January 16, 2015

The right to disrespectfully disagree

Culled from the articles on HotAir, a recent Allahpundit entry discusses a poll that indicates only 36% of Americans believe that they have the right to blaspheme religion.

The problem? Of course you have the right to blaspheme. The real question is whether it's a good idea or not. The real problem as Allahpundit points out is the high number of "I don't know" answers. Yes people could be interpreting the question to mean should you do it.

Other than that Allahpundit does his level best to try and interpret the results. The problem is, there's too little information - about how the question was asked, the wording itself, respondents' views on religion and on civics, their knowledge of their rights - to explain it.

My takeaway from the survey is that it is a single dot in the snapshot of the American political and/or moral and/or civics landscape and as a standalone exercise it means and explains very, very little and can be disregarded. For now.

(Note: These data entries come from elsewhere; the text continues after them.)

//! # Fixed Allocator
//!
//! Serves blocks of one size from a growable array of [`Chunk`]s.
//!
//! Three cached chunk indices keep the common paths O(1):
//!
//! - `alloc_chunk` - where the next allocation is tried first
//! - `dealloc_chunk` - where the last deallocation landed, start of the
//!   vicinity search
//! - `empty_chunk` - the single chunk allowed to sit completely unused
//!
//! The caches are indices, not pointers. Growing the array cannot
//! invalidate them. Removing a chunk (always by swap-with-last-then-pop)
//! re-derives every cache that referred to the moved or removed chunk.

use std::ptr::NonNull;
use std::sync::Arc;

use crate::budget::MemoryBudget;
use crate::error::{AllocError, AllocResult};
use crate::memory::chunk::{Chunk, MAX_BLOCKS_PER_CHUNK};
use crate::stats::BucketStats;

/// Fewest blocks a chunk is created with, however large the block.
pub const MIN_OBJECTS_PER_CHUNK: usize = 8;

/// Most blocks a chunk is created with, however small the block.
pub const MAX_OBJECTS_PER_CHUNK: usize = MAX_BLOCKS_PER_CHUNK;

/// Allocator for blocks of a single size.
///
/// # Thread Safety
///
/// Not thread-safe. Every operation takes `&mut self`, so callers sharing a
/// `FixedAllocator` across threads must hold a lock for the whole call
/// (including the vicinity search inside [`deallocate`](Self::deallocate)).
#[derive(Debug)]
pub struct FixedAllocator {
    /// Bytes per block.
    block_size: usize,
    /// Blocks per chunk, in `[8, 255]`.
    num_blocks: u8,
    /// Owned chunks.
    chunks: Vec<Chunk>,
    /// Chunk tried first by `allocate`.
    alloc_chunk: Option<usize>,
    /// Chunk of the most recent deallocation.
    dealloc_chunk: Option<usize>,
    /// The only completely free chunk, if any.
    empty_chunk: Option<usize>,
    /// Shared byte accounting for chunk buffers.
    budget: Arc<MemoryBudget>,
}

impl FixedAllocator {
    /// Creates an allocator with its own unlimited budget.
    ///
    /// `num_blocks = clamp(page_size / block_size, 8, 255)`.
    ///
    /// # Errors
    ///
    /// Returns [`AllocError::InvalidConfig`] if `block_size` is zero or
    /// larger than `page_size`.
    pub fn new(block_size: usize, page_size: usize) -> AllocResult<Self> {
        Self::with_budget(block_size, page_size, Arc::new(MemoryBudget::new(None)))
    }

    /// Creates an allocator that reserves chunk memory from `budget`.
    ///
    /// # Errors
    ///
    /// Returns [`AllocError::InvalidConfig`] if `block_size` is zero or
    /// larger than `page_size`.
    pub fn with_budget(
        block_size: usize,
        page_size: usize,
        budget: Arc<MemoryBudget>,
    ) -> AllocResult<Self> {
        if block_size == 0 {
            return Err(AllocError::InvalidConfig(
                "block size must be at least one byte".into(),
            ));
        }
        if page_size < block_size {
            return Err(AllocError::InvalidConfig(format!(
                "page size {page_size} is smaller than block size {block_size}"
            )));
        }

        let num_blocks =
            (page_size / block_size).clamp(MIN_OBJECTS_PER_CHUNK, MAX_OBJECTS_PER_CHUNK);
        let num_blocks = u8::try_from(num_blocks).map_err(|_| {
            AllocError::InvalidConfig(format!("{num_blocks} blocks do not fit a chunk"))
        })?;

        Ok(Self {
            block_size,
            num_blocks,
            chunks: Vec::new(),
            alloc_chunk: None,
            dealloc_chunk: None,
            empty_chunk: None,
            budget,
        })
    }

    /// Bytes per block.
    #[inline]
    #[must_use]
    pub const fn block_size(&self) -> usize {
        self.block_size
    }

    /// Blocks per chunk.
    #[inline]
    #[must_use]
    pub const fn num_blocks(&self) -> u8 {
        self.num_blocks
    }

    /// Bytes per chunk buffer.
    #[inline]
    #[must_use]
    pub const fn chunk_byte_len(&self) -> usize {
        self.block_size * self.num_blocks as usize
    }

    /// Number of chunks currently owned.
    #[inline]
    #[must_use]
    pub fn chunk_count(&self) -> usize {
        self.chunks.len()
    }

    /// Number of blocks handed out and not yet returned.
    #[must_use]
    pub fn blocks_in_use(&self) -> usize {
        self.chunks
            .iter()
            .map(|chunk| usize::from(chunk.num_blocks() - chunk.blocks_available()))
            .sum()
    }

    /// Number of completely free chunks. Always 0 or 1.
    #[must_use]
    pub fn count_empty_chunks(&self) -> usize {
        self.chunks.iter().filter(|chunk| chunk.is_empty()).count()
    }

    /// The chunk at `index`, if it exists.
    #[inline]
    #[must_use]
    pub fn chunk(&self, index: usize) -> Option<&Chunk> {
        self.chunks.get(index)
    }

    /// Snapshot of this bucket.
    #[must_use]
    pub fn stats(&self) -> BucketStats {
        BucketStats {
            block_size: self.block_size,
            num_blocks: self.num_blocks,
            chunk_count: self.chunks.len(),
            blocks_in_use: self.blocks_in_use(),
            has_empty_chunk: self.empty_chunk.is_some(),
        }
    }

    /// Returns true if the next [`allocate`](Self::allocate) has to create a
    /// chunk.
    #[must_use]
    pub fn needs_new_chunk(&self) -> bool {
        self.chunks.iter().all(Chunk::is_filled)
    }

    /// Hands out one block.
    ///
    /// Tries the cached allocation chunk, then the cached empty chunk, then
    /// the first chunk with room, and finally grows the chunk array.
    ///
    /// # Errors
    ///
    /// Returns [`AllocError::AllocationFailure`] if a new chunk is needed and
    /// the budget or the system allocator refuses it.
    pub fn allocate(&mut self) -> AllocResult<NonNull<u8>> {
        let index = match self.alloc_chunk {
            Some(index) if !self.chunks[index].is_filled() => {
                if self.empty_chunk == Some(index) {
                    self.empty_chunk = None;
                }
                index
            }
            _ => {
                if let Some(empty) = self.empty_chunk.take() {
                    empty
                } else if let Some(open) = self.chunks.iter().position(|chunk| !chunk.is_filled()) {
                    open
                } else {
                    self.make_new_chunk()?
                }
            }
        };

        self.alloc_chunk = Some(index);
        self.chunks[index]
            .allocate()
            .ok_or(AllocError::AllocationFailure {
                bytes: self.block_size,
            })
    }

    /// Returns the block at `p`.
    ///
    /// The owning chunk is looked up in order: `hint`, the cached
    /// deallocation chunk, the cached allocation chunk, then a vicinity
    /// search outward from the deallocation chunk.
    ///
    /// When the owner becomes completely free it is cached as the empty
    /// chunk. If another chunk is already cached empty, one of the two is
    /// released at once, so there is never more than one empty chunk.
    ///
    /// # Errors
    ///
    /// - [`AllocError::ForeignPointer`] if no chunk contains `p`
    /// - [`AllocError::MisalignedPointer`] or [`AllocError::DoubleFree`] as
    ///   reported by the owning chunk
    pub fn deallocate(&mut self, p: NonNull<u8>, hint: Option<usize>) -> AllocResult<()> {
        let owner = self
            .find_owner(p, hint)
            .ok_or(AllocError::ForeignPointer {
                addr: p.as_ptr() as usize,
            })?;

        self.dealloc_chunk = Some(owner);
        self.do_deallocate(p, owner)
    }

    /// Index of the chunk containing `p`, by linear scan.
    #[must_use]
    pub fn has_block(&self, p: NonNull<u8>) -> Option<usize> {
        self.chunks.iter().position(|chunk| chunk.has_block(p))
    }

    /// Releases the cached empty chunk.
    ///
    /// Returns true if a chunk was released.
    pub fn trim_empty_chunk(&mut self) -> bool {
        let Some(empty) = self.empty_chunk.take() else {
            return false;
        };

        let last = self.chunks.len() - 1;
        self.remove_chunk(empty);

        if self.chunks.is_empty() {
            self.alloc_chunk = None;
            self.dealloc_chunk = None;
        } else {
            let back = self.chunks.len() - 1;
            self.dealloc_chunk = Self::remap(self.dealloc_chunk, empty, last, 0);
            self.alloc_chunk = Self::remap(self.alloc_chunk, empty, last, back);
        }
        true
    }

    /// Releases the spare capacity of the chunk array.
    ///
    /// Returns true if there was spare capacity.
    pub fn trim_chunk_list(&mut self) -> bool {
        if self.chunks.len() == self.chunks.capacity() {
            return false;
        }
        self.chunks.shrink_to_fit();
        true
    }

    /// Validates the cached indices and every chunk's free list.
    #[must_use]
    pub fn is_corrupt(&self) -> bool {
        let empty_count = self.count_empty_chunks();

        if self.chunks.is_empty() {
            return empty_count > 0
                || self.alloc_chunk.is_some()
                || self.dealloc_chunk.is_some()
                || self.empty_chunk.is_some();
        }

        let in_range = |cache: Option<usize>| cache.is_some_and(|index| index < self.chunks.len());
        if !in_range(self.alloc_chunk) || !in_range(self.dealloc_chunk) {
            return true;
        }

        match (empty_count, self.empty_chunk) {
            (0, None) => {}
            (1, Some(index)) => {
                if !self.chunks.get(index).is_some_and(Chunk::is_empty) {
                    return true;
                }
            }
            _ => return true,
        }

        self.chunks.iter().any(Chunk::is_corrupt)
    }

    fn find_owner(&self, p: NonNull<u8>, hint: Option<usize>) -> Option<usize> {
        let holds = |cache: Option<usize>| {
            cache.filter(|&index| self.chunks.get(index).is_some_and(|chunk| chunk.has_block(p)))
        };

        holds(hint)
            .or_else(|| holds(self.dealloc_chunk))
            .or_else(|| holds(self.alloc_chunk))
            .or_else(|| self.vicinity_find(p))
    }

    /// Searches outward from the deallocation chunk, alternating between the
    /// next lower and the next higher index.
    fn vicinity_find(&self, p: NonNull<u8>) -> Option<usize> {
        let len = self.chunks.len();
        if len == 0 {
            return None;
        }

        let start = self.dealloc_chunk.unwrap_or(0).min(len - 1);
        let mut lo = Some(start);
        let mut hi = (start + 1 < len).then_some(start + 1);

        loop {
            if let Some(index) = lo {
                if self.chunks[index].has_block(p) {
                    return Some(index);
                }
                lo = index.checked_sub(1);
                if lo.is_none() && hi.is_none() {
                    return None;
                }
            }
            if let Some(index) = hi {
                if self.chunks[index].has_block(p) {
                    return Some(index);
                }
                hi = (index + 1 < len).then_some(index + 1);
                if hi.is_none() && lo.is_none() {
                    return None;
                }
            }
        }
    }

    fn do_deallocate(&mut self, p: NonNull<u8>, owner: usize) -> AllocResult<()> {
        self.chunks[owner].deallocate(p)?;
        if !self.chunks[owner].is_empty() {
            return Ok(());
        }

        let Some(empty) = self.empty_chunk else {
            self.empty_chunk = Some(owner);
            return Ok(());
        };

        // Two empty chunks: release whichever keeps the array compact.
        let last = self.chunks.len() - 1;
        if last == owner {
            self.dealloc_chunk = Some(empty);
            self.remove_chunk(owner);
        } else {
            self.remove_chunk(empty);
        }

        let survivor = self.dealloc_chunk;
        let alloc_stale = self
            .alloc_chunk
            .map_or(true, |index| index == last || self.chunks[index].is_filled());
        if alloc_stale {
            self.alloc_chunk = survivor;
        }
        self.empty_chunk = survivor;
        Ok(())
    }

    fn make_new_chunk(&mut self) -> AllocResult<usize> {
        let bytes = self.chunk_byte_len();
        self.budget.try_reserve(bytes)?;

        if self.chunks.len() == self.chunks.capacity() {
            let additional = self.chunks.len().max(4);
            if self.chunks.try_reserve(additional).is_err() {
                self.budget.release(bytes);
                return Err(AllocError::AllocationFailure {
                    bytes: additional * std::mem::size_of::<Chunk>(),
                });
            }
        }

        let chunk = match Chunk::new(self.block_size, self.num_blocks) {
            Ok(chunk) => chunk,
            Err(err) => {
                self.budget.release(bytes);
                return Err(err);
            }
        };
        self.chunks.push(chunk);

        let index = self.chunks.len() - 1;
        self.alloc_chunk = Some(index);
        self.dealloc_chunk = Some(0);
        tracing::debug!(
            "bucket {}B: new chunk #{} ({} blocks, {} bytes reserved overall)",
            self.block_size,
            index,
            self.num_blocks,
            self.budget.used()
        );
        Ok(index)
    }

    /// Swaps the chunk at `index` with the last one and drops it.
    fn remove_chunk(&mut self, index: usize) {
        let chunk = self.chunks.swap_remove(index);
        self.budget.release(chunk.byte_len());
        tracing::trace!(
            "bucket {}B: released chunk #{}, {} left",
            self.block_size,
            index,
            self.chunks.len()
        );
    }

    /// Re-derives a cache after the chunk at `removed` was swap-removed and
    /// the chunk at `last` took its place.
    const fn remap(
        cache: Option<usize>,
        removed: usize,
        last: usize,
        fallback: usize,
    ) -> Option<usize> {
        match cache {
            Some(index) if index == removed => Some(fallback),
            Some(index) if index == last => Some(removed),
            other => other,
        }
    }
}

impl Drop for FixedAllocator {
    fn drop(&mut self) {
        let outstanding = self.blocks_in_use();
        if outstanding > 0 {
            tracing::debug!(
                "bucket {}B dropped with {} blocks still allocated",
                self.block_size,
                outstanding
            );
        }
        self.budget
            .release(self.chunks.len() * self.chunk_byte_len());
    }
}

That aside, everyone has the right to disagree with the precepts of any religion. They have the right to do so respectfully or disrespectfully. The decision to do so disrespectfully should be carefully considered and not undertaken lightly. To insult someone has consequences. Those consequences should come in the form of counter argument, boycotts, perhaps even shaming. But to voice your opinion is, pardon the reference, a God-given right. No terror group can take it away from you. ISIS and Al Qaida believe they have that right, indeed obligation to do so. It would appear a number of Americans require a reminder, or a lesson, that such is not the case.